GIVEN DATA —
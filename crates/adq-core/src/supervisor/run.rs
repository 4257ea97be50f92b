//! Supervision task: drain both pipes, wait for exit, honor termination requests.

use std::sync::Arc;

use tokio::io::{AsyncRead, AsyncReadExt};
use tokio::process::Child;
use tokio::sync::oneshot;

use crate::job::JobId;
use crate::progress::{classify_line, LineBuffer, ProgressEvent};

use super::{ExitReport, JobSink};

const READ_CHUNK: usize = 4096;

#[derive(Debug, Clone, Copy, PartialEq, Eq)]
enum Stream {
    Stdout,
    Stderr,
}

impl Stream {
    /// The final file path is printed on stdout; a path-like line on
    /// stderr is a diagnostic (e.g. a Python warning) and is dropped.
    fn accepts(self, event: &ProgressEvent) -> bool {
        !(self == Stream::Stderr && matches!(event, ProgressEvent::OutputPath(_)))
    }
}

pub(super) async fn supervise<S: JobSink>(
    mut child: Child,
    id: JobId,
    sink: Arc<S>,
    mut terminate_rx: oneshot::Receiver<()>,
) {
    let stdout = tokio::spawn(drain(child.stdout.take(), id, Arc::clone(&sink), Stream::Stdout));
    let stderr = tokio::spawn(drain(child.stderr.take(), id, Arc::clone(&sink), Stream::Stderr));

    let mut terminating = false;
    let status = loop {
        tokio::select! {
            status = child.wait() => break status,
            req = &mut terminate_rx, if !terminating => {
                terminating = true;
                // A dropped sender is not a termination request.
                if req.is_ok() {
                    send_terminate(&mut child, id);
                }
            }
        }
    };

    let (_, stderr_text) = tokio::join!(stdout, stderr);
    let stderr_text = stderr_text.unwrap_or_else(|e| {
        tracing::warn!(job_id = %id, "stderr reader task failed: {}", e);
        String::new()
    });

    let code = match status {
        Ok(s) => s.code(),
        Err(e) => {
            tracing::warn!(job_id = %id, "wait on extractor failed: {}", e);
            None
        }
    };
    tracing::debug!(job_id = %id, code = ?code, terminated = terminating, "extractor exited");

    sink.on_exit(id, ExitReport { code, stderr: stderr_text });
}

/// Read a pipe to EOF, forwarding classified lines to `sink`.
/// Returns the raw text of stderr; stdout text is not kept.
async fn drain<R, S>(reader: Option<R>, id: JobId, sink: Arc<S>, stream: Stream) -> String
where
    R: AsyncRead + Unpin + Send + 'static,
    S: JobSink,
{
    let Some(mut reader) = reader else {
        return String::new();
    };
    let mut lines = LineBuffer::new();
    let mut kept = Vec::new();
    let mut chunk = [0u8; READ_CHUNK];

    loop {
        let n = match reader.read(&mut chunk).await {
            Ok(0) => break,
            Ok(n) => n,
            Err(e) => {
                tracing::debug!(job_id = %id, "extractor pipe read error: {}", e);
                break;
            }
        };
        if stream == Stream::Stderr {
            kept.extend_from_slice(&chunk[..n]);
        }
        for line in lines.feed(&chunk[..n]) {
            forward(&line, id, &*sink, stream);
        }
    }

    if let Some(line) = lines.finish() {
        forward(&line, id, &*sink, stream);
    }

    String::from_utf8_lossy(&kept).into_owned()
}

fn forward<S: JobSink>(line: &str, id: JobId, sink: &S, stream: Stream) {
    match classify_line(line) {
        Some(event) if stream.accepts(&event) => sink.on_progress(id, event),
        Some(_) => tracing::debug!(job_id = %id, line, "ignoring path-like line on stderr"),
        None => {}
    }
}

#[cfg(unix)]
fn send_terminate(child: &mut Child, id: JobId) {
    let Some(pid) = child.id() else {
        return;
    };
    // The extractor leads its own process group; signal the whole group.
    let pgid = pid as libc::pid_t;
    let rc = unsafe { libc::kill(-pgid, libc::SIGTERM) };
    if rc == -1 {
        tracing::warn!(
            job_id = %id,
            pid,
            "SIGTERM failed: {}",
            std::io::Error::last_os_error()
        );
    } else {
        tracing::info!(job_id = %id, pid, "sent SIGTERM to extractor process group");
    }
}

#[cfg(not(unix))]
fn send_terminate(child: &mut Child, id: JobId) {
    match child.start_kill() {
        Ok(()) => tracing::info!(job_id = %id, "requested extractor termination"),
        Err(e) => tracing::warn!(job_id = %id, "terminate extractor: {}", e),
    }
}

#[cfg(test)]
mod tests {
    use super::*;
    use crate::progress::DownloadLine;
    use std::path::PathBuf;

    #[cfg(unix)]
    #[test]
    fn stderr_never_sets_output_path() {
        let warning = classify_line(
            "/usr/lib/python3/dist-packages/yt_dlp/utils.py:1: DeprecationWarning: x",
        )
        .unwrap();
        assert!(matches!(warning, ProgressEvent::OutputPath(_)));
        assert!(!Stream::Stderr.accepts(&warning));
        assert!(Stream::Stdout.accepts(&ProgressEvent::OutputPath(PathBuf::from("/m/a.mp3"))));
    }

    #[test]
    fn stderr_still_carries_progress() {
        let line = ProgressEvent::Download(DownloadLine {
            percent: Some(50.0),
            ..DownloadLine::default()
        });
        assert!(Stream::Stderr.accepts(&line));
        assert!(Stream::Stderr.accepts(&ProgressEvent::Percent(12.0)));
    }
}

==

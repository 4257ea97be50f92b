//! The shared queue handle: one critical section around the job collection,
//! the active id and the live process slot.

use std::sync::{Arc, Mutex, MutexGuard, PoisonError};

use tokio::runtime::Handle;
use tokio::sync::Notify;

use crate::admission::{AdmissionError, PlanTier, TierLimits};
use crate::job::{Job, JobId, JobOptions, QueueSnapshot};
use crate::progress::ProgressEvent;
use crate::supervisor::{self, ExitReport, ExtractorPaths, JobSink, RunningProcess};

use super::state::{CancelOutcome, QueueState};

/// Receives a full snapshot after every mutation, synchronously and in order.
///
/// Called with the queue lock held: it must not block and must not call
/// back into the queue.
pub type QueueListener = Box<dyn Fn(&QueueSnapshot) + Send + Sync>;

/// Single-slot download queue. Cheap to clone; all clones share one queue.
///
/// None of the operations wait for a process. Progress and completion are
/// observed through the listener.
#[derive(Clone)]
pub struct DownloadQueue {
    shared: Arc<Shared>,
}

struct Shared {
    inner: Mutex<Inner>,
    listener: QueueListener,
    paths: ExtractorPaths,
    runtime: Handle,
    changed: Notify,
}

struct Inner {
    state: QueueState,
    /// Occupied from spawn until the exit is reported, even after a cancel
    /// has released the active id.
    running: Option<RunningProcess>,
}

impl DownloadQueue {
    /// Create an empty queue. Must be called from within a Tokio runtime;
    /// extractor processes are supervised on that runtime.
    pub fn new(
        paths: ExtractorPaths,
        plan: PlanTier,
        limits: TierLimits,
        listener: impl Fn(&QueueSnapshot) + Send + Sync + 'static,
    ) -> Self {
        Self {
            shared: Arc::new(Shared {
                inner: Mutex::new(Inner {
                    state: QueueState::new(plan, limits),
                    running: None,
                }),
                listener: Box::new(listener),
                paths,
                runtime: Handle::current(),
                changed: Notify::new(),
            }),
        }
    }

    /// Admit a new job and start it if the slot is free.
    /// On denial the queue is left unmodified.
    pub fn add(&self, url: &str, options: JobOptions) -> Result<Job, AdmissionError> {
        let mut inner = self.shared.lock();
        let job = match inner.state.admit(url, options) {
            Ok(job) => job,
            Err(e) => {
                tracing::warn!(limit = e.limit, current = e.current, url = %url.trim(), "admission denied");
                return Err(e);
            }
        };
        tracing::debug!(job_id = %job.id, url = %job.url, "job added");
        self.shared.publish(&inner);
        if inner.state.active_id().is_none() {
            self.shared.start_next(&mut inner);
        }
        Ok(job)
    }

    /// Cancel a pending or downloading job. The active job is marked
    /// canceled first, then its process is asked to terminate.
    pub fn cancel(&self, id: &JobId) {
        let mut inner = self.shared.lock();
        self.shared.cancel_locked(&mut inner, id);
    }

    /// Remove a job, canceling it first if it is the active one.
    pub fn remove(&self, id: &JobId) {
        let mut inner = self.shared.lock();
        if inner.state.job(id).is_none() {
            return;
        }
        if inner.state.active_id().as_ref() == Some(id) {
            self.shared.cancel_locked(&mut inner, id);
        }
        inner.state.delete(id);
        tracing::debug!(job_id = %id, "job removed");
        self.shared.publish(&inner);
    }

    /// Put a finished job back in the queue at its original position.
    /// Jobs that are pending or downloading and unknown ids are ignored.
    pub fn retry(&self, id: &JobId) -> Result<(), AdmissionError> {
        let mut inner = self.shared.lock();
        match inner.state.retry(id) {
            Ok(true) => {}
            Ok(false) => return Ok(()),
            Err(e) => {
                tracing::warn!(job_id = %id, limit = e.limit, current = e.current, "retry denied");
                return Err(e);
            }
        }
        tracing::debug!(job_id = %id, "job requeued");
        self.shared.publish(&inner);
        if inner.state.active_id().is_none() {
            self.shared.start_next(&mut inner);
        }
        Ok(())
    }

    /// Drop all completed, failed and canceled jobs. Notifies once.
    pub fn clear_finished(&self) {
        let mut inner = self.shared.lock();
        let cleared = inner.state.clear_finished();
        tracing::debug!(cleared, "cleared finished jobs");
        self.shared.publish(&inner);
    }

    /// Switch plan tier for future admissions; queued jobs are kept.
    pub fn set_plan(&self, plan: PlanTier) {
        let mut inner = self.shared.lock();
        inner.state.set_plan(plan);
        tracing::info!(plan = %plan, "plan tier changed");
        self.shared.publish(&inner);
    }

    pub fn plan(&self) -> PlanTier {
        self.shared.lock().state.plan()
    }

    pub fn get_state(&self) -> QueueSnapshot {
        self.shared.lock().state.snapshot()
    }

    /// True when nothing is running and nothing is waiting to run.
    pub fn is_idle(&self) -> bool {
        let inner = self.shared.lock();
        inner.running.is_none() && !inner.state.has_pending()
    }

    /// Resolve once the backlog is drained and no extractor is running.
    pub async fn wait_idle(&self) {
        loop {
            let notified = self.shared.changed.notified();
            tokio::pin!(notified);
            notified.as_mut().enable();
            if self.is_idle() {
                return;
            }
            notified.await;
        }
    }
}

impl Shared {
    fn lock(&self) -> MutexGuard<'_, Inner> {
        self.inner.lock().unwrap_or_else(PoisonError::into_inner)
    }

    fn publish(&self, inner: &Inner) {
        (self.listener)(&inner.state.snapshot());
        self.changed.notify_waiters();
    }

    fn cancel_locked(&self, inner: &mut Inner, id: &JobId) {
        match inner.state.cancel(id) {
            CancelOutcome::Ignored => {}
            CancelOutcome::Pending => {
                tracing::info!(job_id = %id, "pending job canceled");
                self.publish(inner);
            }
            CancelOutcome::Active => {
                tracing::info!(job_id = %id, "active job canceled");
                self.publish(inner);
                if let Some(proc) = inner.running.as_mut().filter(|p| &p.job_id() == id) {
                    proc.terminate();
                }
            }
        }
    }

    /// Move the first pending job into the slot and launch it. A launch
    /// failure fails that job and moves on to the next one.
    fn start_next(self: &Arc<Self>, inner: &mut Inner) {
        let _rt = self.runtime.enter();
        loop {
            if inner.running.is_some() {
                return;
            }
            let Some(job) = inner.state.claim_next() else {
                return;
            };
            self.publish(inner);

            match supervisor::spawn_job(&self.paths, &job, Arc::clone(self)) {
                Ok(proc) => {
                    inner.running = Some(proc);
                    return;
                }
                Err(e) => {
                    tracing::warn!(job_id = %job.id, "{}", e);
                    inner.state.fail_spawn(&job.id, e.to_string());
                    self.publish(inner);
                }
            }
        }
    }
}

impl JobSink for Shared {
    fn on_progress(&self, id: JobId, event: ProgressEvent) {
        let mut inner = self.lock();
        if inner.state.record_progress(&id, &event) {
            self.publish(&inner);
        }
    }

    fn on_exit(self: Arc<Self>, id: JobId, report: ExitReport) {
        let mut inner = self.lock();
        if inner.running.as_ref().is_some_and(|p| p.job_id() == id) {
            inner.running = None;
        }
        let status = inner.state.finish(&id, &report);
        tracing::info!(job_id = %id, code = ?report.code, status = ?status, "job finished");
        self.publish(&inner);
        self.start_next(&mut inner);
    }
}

---

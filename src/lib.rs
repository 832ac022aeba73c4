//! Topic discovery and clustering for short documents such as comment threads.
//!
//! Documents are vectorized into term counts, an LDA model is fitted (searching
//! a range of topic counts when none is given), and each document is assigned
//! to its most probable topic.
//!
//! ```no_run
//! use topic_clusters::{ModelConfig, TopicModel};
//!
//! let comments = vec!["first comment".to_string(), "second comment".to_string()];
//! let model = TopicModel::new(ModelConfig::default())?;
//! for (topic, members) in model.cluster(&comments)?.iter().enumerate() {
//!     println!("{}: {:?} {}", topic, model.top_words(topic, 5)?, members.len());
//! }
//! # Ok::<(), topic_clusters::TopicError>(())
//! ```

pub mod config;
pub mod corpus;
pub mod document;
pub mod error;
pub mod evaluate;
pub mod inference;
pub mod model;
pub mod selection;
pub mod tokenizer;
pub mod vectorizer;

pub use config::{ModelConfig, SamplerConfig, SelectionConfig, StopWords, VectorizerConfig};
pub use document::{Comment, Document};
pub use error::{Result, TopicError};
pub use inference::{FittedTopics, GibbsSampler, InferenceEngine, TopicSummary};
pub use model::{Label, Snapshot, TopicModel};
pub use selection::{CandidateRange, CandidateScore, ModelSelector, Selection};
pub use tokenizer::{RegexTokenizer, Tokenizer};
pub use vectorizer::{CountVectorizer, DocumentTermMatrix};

TASK ITEM — In the listing above, locate the line with "filename crates/adq-core/src/supervisor/run.rs" and the line with "status = child.wait()", then extract exactly those lines and every line between them, and nothing more.

WRITTEN REPLY —
filename crates/adq-core/src/supervisor/run.rs
repository 4257ea97be50f92b
//! Supervision task: drain both pipes, wait for exit, honor termination requests.

use std::sync::Arc;

use tokio::io::{AsyncRead, AsyncReadExt};
use tokio::process::Child;
use tokio::sync::oneshot;

use crate::job::JobId;
use crate::progress::{classify_line, LineBuffer, ProgressEvent};

use super::{ExitReport, JobSink};

const READ_CHUNK: usize = 4096;

#[derive(Debug, Clone, Copy, PartialEq, Eq)]
enum Stream {
    Stdout,
    Stderr,
}

impl Stream {
    /// The final file path is printed on stdout; a path-like line on
    /// stderr is a diagnostic (e.g. a Python warning) and is dropped.
    fn accepts(self, event: &ProgressEvent) -> bool {
        !(self == Stream::Stderr && matches!(event, ProgressEvent::OutputPath(_)))
    }
}

pub(super) async fn supervise<S: JobSink>(
    mut child: Child,
    id: JobId,
    sink: Arc<S>,
    mut terminate_rx: oneshot::Receiver<()>,
) {
    let stdout = tokio::spawn(drain(child.stdout.take(), id, Arc::clone(&sink), Stream::Stdout));
    let stderr = tokio::spawn(drain(child.stderr.take(), id, Arc::clone(&sink), Stream::Stderr));

    let mut terminating = false;
    let status = loop {
        tokio::select! {
            status = child.wait() => break status,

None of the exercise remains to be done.